The traditional patterns such as double-top, double-bottoms, triangles are the usual patterns recognized and described by many authors and experts. There are always new concepts derived from these patterns to give a better perspective. One such is the Wolfe Waves. Wolfe shares a similar pattern to the traditional rising wedge, bull flag or pennant as well as a falling wedge, bear flag or pennant. In the chart example below, a traditional pattern is drawn from two red trendlines: one from pivot 1 to 3 to 5 and the other is from pivot 2 to 4. This is where the similarities end. Once this pattern is drawn, the next step is to draw the target where the expected prices will move to. Once the five pivots have been identified and the two trendlines are drawn, the Wolfe pattern adds additional trendline (in blue) from pivot 1 to 4, cutting through the prices (a capital rule in drawing trendlines is that never draw through price bars from pivot highs to pivot lows, always pivot high to pivot high and pivot low to pivot low). In this case, a line is drawn through the price bars from top left to bottom right, to find the price target from pivot 5.
The blue line draws towards the bottom right of the chart, expecting prices to drop that that level. Within less than a week, prices did indeed moved down and reached its profit target. Another example is taken from YHOO’s recent action. In this rising wedge or parallel channel at a steep angle (from pivot 1 to 5), the first red trendline is drawn from pivot 1 to 3, with an expectation that prices will reach the trendline again to market pivot 5. Then the second red trendline is drawn from pivot 2 to 4. Once the two trendlines are in place, a blue trendline is then drawn from pivot 1 to pivot 4 crossing the price bars to find the possible target. Once the pivot is spotted, the next step is to wait for the price action to confirm the pattern. That action occurs when the pivot 5 appears and reverses at the trendline.
How does one trade this pattern? Pivot 5 is the crucial area to watch for an entry. When prices touch the trendline that forms the pivot 1 and 3, watch for prices to move back to that trendline. If prices are rejected and moves away from the trendline, then waves are confirmed and an entry is taken. Below is the chart with the entry point (red down arrow) and a stop loss order (red horizontal line). When the big green bar shoots up toward the pivot 5, the next bar is red, indicating a reversal is taking place. The next entry was the breakout of the low of that red bar, which didn’t happen at the next bar but the following red bar. An entry and the target are far apart, giving it a very high profit potential on the trade. In this case, the target was almost reached but with a proper position management such as a trailing or moving the stop loss in the direction of the trade would have taken out the trade with a fairly handsome profit. Another example of the Wolfe Waves was spotted recently on the GOOG chart.
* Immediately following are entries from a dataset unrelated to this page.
//! Inclusion tests between sorted inputs.
//!
//! [`includes`] decides whether the multiset of keys of one sorted input
//! contains that of another, in a single pass that stops at the first
//! proof either way. [`is_subset`] and [`is_superset`] are argument-order
//! aliases.
//!
//! Duplicates count: `[1, 2]` does not include `[2, 2]`.
//!
//! # Examples
//!
//! ```rust
//! use iterset::predicate::{includes, is_subset, is_superset};
//!
//! let multiples_of_five = [5, 10, 15, 20, 25, 30, 35, 40, 45, 50];
//! let multiples_of_ten = [10, 20, 30, 40];
//!
//! assert!(includes(multiples_of_five, multiples_of_ten));
//! assert!(!includes(multiples_of_ten, multiples_of_five));
//! assert!(is_subset(multiples_of_ten, multiples_of_five));
//! assert!(is_superset(multiples_of_five, multiples_of_ten));
//! ```

use std::cmp::Ordering;

use crate::cursor::Lookahead;
use crate::key::{ByKey, Identity, KeyFn};
use crate::trace::trace_event;

/// Returns `true` if every element of `b` is matched by an equal element of `a`.
///
/// Elements are matched one-to-one and counted with multiplicity. Both
/// inputs must be sorted. Returns as soon as the answer is known.
pub fn includes<A, B>(a: A, b: B) -> bool
where
    A: IntoIterator,
    B: IntoIterator<Item = A::Item>,
    A::Item: Ord,
{
    includes_with(a, b, Identity)
}

/// Like [`includes`], comparing the keys that `key` extracts.
pub fn includes_by_key<A, B, K, F>(a: A, b: B, key: F) -> bool
where
    A: IntoIterator,
    B: IntoIterator<Item = A::Item>,
    F: FnMut(&A::Item) -> K,
    K: Ord,
{
    includes_with(a, b, ByKey::new(key))
}

/// Like [`includes`], ordering elements with any [`KeyFn`].
///
/// # Examples
///
/// ```rust
/// use iterset::key::ByKey;
/// use iterset::predicate::includes_with;
///
/// let words = ["a", "bb", "ccc"];
/// let lengths = ["xx"];
/// assert!(includes_with(words, lengths, ByKey::new(|word: &&str| word.len())));
/// ```
pub fn includes_with<A, B, F>(a: A, b: B, mut key: F) -> bool
where
    A: IntoIterator,
    B: IntoIterator<Item = A::Item>,
    F: KeyFn<A::Item>,
{
    let mut superset: Lookahead<A::IntoIter, F::Key> = Lookahead::new(a);
    let mut subset: Lookahead<B::IntoIter, F::Key> = Lookahead::new(b);

    loop {
        let Ok(needle) = subset.peek(&mut key) else {
            return true;
        };
        let Ok(candidate) = superset.peek(&mut key) else {
            trace_event!(matched = subset.pulled() - 1, "inclusion disproved: superset exhausted");
            return false;
        };

        match F::compare(candidate, needle) {
            Ordering::Less => superset.discard(&mut key),
            Ordering::Equal => {
                superset.discard(&mut key);
                subset.discard(&mut key);
            }
            Ordering::Greater => {
                trace_event!(matched = subset.pulled() - 1, "inclusion disproved: missing key");
                return false;
            }
        }
    }
}

/// Returns `true` if `b` includes every element of `a`.
///
/// Same as `includes(b, a)`.
pub fn is_subset<A, B>(a: A, b: B) -> bool
where
    A: IntoIterator,
    B: IntoIterator<Item = A::Item>,
    A::Item: Ord,
{
    includes(b, a)
}

/// Like [`is_subset`], comparing the keys that `key` extracts.
pub fn is_subset_by_key<A, B, K, F>(a: A, b: B, key: F) -> bool
where
    A: IntoIterator,
    B: IntoIterator<Item = A::Item>,
    F: FnMut(&A::Item) -> K,
    K: Ord,
{
    includes_by_key(b, a, key)
}

/// Returns `true` if `a` includes every element of `b`.
///
/// Same as `includes(a, b)`.
pub fn is_superset<A, B>(a: A, b: B) -> bool
where
    A: IntoIterator,
    B: IntoIterator<Item = A::Item>,
    A::Item: Ord,
{
    includes(a, b)
}

/// Like [`is_superset`], comparing the keys that `key` extracts.
pub fn is_superset_by_key<A, B, K, F>(a: A, b: B, key: F) -> bool
where
    A: IntoIterator,
    B: IntoIterator<Item = A::Item>,
    F: FnMut(&A::Item) -> K,
    K: Ord,
{
    includes_by_key(a, b, key)
}
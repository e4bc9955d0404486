//! Key extraction for sorted inputs.
//!
//! Every algorithm in this crate orders elements by a *key* derived from
//! each element. [`KeyFn`] abstracts over how that key is produced and
//! compared:
//!
//! - [`Identity`]: the element is its own key (the default for all
//!   operations that take no key argument)
//! - [`ByKey`]: a caller supplied `FnMut(&T) -> K`
//!
//! A key is computed exactly once per element and cached next to it in a
//! [`Keyed`] item, no matter how often the item is compared afterwards.
//!
//! # Examples
//!
//! ```rust
//! use iterset::key::{ByKey, Identity, KeyFn, Keyed};
//! use std::cmp::Ordering;
//!
//! let mut identity = Identity;
//! let left = Keyed::new(&mut identity, 3);
//! let right = Keyed::new(&mut identity, 7);
//! assert_eq!(Identity::compare(&left, &right), Ordering::Less);
//!
//! let mut by_length = ByKey::new(|word: &&str| word.len());
//! let short = Keyed::new(&mut by_length, "ab");
//! assert_eq!(*short.key(), 2);
//! ```

use std::cmp::Ordering;
use std::fmt;

/// Produces and compares the keys that order a sorted input.
///
/// Implementors decide what gets cached per element ([`KeyFn::Key`]) and
/// how two cached items compare. Both inputs of a join share a single
/// `KeyFn`, so `compare` only ever sees items produced by the same
/// instance.
pub trait KeyFn<T> {
    /// The value cached alongside each element.
    type Key;

    /// Computes the key for `element`.
    ///
    /// Called exactly once per element pulled from an input.
    fn key(&mut self, element: &T) -> Self::Key;

    /// Compares two keyed items.
    ///
    /// Must be a total order consistent with the order of the inputs.
    fn compare(left: &Keyed<T, Self::Key>, right: &Keyed<T, Self::Key>) -> Ordering;
}

/// Uses each element as its own key.
///
/// The cached key is `()`; comparisons go straight to the elements, so
/// nothing is cloned.
#[derive(Debug, Clone, Copy, Default, PartialEq, Eq, Hash)]
pub struct Identity;

impl<T: Ord> KeyFn<T> for Identity {
    type Key = ();

    #[inline]
    fn key(&mut self, _element: &T) -> Self::Key {}

    #[inline]
    fn compare(left: &Keyed<T, ()>, right: &Keyed<T, ()>) -> Ordering {
        left.element.cmp(&right.element)
    }
}

/// Orders elements by the key a closure extracts from them.
///
/// # Examples
///
/// ```rust
/// use iterset::key::{ByKey, KeyFn, Keyed};
///
/// let mut by_id = ByKey::new(|pair: &(u32, &str)| pair.0);
/// assert_eq!(by_id.key(&(7, "seven")), 7);
///
/// let first = Keyed::new(&mut by_id, (1, "one"));
/// assert_eq!(first.key(), &1);
/// assert_eq!(first.element(), &(1, "one"));
/// ```
#[derive(Clone, Copy)]
pub struct ByKey<F> {
    function: F,
}

impl<F> ByKey<F> {
    /// Wraps `function` as a key extractor.
    #[inline]
    pub const fn new(function: F) -> Self {
        Self { function }
    }

    /// Returns the wrapped closure.
    #[inline]
    pub fn into_inner(self) -> F {
        self.function
    }
}

impl<T, K, F> KeyFn<T> for ByKey<F>
where
    F: FnMut(&T) -> K,
    K: Ord,
{
    type Key = K;

    #[inline]
    fn key(&mut self, element: &T) -> Self::Key {
        (self.function)(element)
    }

    #[inline]
    fn compare(left: &Keyed<T, K>, right: &Keyed<T, K>) -> Ordering {
        left.key.cmp(&right.key)
    }
}

impl<F> fmt::Debug for ByKey<F> {
    fn fmt(&self, formatter: &mut fmt::Formatter<'_>) -> fmt::Result {
        formatter.debug_struct("ByKey").finish_non_exhaustive()
    }
}

/// An element paired with its cached key.
#[derive(Debug, Clone, Copy, PartialEq, Eq, Hash)]
pub struct Keyed<T, K> {
    element: T,
    key: K,
}

impl<T, K> Keyed<T, K> {
    /// Computes the key of `element` with `key_fn` and caches it.
    #[inline]
    pub fn new<F>(key_fn: &mut F, element: T) -> Self
    where
        F: KeyFn<T, Key = K>,
    {
        let key = key_fn.key(&element);
        Self { element, key }
    }

    /// Returns a reference to the element.
    #[inline]
    pub const fn element(&self) -> &T {
        &self.element
    }

    /// Returns a reference to the cached key.
    #[inline]
    pub const fn key(&self) -> &K {
        &self.key
    }

    /// Consumes the item and returns the element.
    #[inline]
    pub fn into_element(self) -> T {
        self.element
    }

    /// Consumes the item and returns `(element, key)`.
    #[inline]
    pub fn into_parts(self) -> (T, K) {
        (self.element, self.key)
    }
}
Figure 4 shows prices began faltering as the retest (pivot 3) failed to reach a higher high (higher than pivot 1). The market then tried again for the third time (pivot 5), this time if the failure was again evident, the bears were ready to pounce and pushed the prices down hard. Indeed, on pivot 5, prices were rejected again immediately upon touching the trendline. The short entry was made upon the break of the low of the bar that touched the trendline (red down arrow). The stop loss order would be placed just above the pivot 1 (highest of the three highs). The target has been determined already with the blue trendline drawn, which is just near the pivot 2 price levels.
The Wolfe Waves rarely appear in daily charts but more so in intraday charts such as 60-minutes and lower. Although they appear complicated and messy at first, but after some experience and screen time, the pattern will provide ample opportunities to take high profit margins.